Log explanation below; answer is at bottom.

If the length, l, is 12 units longer than the width, w, then w = l - 12. If the perimeter, p,

p = 2l + 2w,

is 7 x w, then

w = p/7

When two things are set equal to the same variable, they are equal to each other, so,

l - 12 = p/7

Now you need to get rid of the p so you are only working with one variable. To do this you plug in whatever p is equal to for p, so,

l - 12 = (2l + 2w) / 7 now to get rid of the w do the same thing we did with p just for w.

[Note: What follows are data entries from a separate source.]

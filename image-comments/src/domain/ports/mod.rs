//! Domain ports and supporting types for the hexagonal boundary.

mod macros;
pub(crate) use macros::define_port_error;

mod http_client;
mod image_comments_loader;
mod localizer;
mod views;

pub use http_client::{HttpClient, HttpClientError, HttpResponse};
pub use image_comments_loader::{
    FixtureImageCommentsLoader, ImageCommentsLoader, ImageCommentsLoaderError,
};
pub use localizer::Localizer;
pub use views::{ImageCommentsErrorView, ImageCommentsLoadingView, ImageCommentsView};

So,

l - 12 = (2l + 2 (l - 12)) / 7

To solve this you want to multiply both sides by 7 first to get rid of the fraction.

7l - 84 = 2l + 2 (l - 12)

Next you want to distribute the 2 over the l and the 12.

7l - 84 = 2l + 2l - 24

Next you want to combine like terms on each side.

7l - 84 = 4l - 24

Next add 84 and subtract 4l from sides to isolate the variable.

3l = 60

Now divide each side by 11 to get your answer.

l = 20.

To find the width,

w = l - 12

Just plug in and solve.

w = 20 - 12

w = 8

So your length and width are 20 and 8.

l = 20

w = 8